DESCRIPTION OF THE TASK
The answer must be every line of the records below that holds the word "FixedTimeSource".

(MATERIAL PROVIDED)

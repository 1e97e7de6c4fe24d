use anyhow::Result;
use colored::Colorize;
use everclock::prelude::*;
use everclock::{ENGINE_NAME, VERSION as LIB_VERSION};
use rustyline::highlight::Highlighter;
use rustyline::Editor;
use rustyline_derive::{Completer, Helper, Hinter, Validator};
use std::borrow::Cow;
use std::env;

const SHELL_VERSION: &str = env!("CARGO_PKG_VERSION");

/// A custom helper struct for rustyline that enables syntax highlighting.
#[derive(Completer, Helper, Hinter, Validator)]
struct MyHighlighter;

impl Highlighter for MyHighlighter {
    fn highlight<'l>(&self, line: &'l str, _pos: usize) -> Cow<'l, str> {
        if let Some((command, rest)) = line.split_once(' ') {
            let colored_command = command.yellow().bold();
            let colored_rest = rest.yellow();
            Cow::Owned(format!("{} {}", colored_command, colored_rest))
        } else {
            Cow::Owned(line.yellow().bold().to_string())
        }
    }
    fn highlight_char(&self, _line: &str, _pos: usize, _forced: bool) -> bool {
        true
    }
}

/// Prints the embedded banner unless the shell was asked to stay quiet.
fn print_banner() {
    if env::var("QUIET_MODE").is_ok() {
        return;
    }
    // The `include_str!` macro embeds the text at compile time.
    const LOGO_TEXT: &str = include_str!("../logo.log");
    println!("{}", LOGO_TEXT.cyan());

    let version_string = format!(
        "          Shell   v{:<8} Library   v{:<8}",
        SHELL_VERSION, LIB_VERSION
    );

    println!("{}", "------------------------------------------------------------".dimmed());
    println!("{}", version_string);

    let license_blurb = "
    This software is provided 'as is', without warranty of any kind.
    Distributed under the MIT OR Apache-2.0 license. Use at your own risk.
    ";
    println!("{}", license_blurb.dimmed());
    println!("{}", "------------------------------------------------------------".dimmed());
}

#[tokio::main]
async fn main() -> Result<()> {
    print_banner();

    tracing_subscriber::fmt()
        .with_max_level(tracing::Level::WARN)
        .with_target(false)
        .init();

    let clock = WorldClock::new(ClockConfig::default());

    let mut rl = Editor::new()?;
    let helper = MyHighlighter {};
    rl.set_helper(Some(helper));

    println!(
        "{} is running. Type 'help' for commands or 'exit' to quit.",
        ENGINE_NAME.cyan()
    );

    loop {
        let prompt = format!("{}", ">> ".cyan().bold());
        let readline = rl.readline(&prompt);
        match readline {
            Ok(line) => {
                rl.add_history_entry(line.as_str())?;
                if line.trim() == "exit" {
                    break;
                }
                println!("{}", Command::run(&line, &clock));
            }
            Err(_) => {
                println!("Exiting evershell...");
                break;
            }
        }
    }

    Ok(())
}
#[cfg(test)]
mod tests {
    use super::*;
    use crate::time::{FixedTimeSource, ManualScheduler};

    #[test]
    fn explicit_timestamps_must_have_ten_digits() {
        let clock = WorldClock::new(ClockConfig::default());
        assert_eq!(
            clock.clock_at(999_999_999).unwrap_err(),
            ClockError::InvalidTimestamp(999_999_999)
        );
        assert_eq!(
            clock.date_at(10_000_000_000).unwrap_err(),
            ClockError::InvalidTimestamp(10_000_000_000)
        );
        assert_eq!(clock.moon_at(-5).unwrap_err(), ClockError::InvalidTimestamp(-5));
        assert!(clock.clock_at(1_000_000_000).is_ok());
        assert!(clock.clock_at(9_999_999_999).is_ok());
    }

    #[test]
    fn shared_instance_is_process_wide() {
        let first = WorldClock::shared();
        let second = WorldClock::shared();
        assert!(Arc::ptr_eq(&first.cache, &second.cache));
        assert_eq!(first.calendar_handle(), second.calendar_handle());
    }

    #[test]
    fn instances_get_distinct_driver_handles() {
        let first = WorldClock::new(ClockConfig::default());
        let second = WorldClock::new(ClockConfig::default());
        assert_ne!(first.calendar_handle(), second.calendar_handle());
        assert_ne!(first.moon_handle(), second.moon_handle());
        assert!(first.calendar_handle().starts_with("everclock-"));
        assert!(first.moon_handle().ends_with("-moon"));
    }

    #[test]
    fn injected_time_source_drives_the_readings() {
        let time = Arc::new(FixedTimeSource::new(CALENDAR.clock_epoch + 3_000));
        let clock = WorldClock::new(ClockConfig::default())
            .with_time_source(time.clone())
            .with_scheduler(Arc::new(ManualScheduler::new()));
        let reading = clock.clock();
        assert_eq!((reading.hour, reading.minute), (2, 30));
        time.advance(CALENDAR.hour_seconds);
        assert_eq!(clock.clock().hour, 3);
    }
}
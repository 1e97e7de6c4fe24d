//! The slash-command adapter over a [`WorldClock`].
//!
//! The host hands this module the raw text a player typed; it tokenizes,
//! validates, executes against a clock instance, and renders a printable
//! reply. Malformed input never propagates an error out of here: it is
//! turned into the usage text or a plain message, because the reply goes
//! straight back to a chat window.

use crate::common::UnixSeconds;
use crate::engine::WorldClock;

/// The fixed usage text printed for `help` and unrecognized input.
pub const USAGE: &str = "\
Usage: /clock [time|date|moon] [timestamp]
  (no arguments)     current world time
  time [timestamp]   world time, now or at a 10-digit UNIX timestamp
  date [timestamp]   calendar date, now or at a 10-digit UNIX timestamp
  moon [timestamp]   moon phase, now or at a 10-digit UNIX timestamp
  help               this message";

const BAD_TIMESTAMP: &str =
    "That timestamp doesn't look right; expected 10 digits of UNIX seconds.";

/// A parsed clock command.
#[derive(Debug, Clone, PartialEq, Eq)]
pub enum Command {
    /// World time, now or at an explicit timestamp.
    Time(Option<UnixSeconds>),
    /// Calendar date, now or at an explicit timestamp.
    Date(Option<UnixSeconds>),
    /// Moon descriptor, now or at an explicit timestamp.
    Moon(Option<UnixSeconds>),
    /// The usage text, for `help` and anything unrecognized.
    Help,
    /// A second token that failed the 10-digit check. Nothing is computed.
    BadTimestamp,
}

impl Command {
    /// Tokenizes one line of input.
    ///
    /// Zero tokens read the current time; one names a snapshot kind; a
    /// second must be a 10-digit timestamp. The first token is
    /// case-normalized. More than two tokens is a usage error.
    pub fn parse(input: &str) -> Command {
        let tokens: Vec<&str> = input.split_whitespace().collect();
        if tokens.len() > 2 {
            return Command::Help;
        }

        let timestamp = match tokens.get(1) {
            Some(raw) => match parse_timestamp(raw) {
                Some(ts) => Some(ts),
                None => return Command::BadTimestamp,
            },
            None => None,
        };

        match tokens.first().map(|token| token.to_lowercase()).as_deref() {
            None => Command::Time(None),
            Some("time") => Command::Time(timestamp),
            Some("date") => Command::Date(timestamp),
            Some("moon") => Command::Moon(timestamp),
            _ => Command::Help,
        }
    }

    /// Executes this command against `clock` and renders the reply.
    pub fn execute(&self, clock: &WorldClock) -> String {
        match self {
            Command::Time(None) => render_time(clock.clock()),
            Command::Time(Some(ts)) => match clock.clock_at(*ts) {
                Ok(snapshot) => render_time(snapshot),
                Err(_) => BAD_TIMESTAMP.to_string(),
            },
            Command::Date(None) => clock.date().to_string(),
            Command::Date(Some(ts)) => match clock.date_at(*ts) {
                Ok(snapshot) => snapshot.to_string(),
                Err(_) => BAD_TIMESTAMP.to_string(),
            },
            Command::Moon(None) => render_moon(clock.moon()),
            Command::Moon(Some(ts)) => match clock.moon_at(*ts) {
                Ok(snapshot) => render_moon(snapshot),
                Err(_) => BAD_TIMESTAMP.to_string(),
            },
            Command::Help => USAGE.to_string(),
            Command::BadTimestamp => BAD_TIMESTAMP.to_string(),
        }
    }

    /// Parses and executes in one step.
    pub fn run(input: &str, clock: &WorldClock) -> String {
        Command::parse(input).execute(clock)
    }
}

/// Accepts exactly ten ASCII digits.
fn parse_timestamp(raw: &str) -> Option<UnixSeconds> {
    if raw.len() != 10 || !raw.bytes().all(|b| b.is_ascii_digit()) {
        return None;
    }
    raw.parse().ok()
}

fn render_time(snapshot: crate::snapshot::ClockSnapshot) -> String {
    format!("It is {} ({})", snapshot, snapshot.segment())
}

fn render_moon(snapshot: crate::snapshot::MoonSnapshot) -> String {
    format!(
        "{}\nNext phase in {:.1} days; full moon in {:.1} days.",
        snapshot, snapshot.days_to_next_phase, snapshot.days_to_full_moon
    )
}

(End MATERIAL PROVIDED)

YOUR SOLUTION
    use crate::time::{FixedTimeSource, ManualScheduler};
        let time = Arc::new(FixedTimeSource::new(CALENDAR.clock_epoch + 3_000));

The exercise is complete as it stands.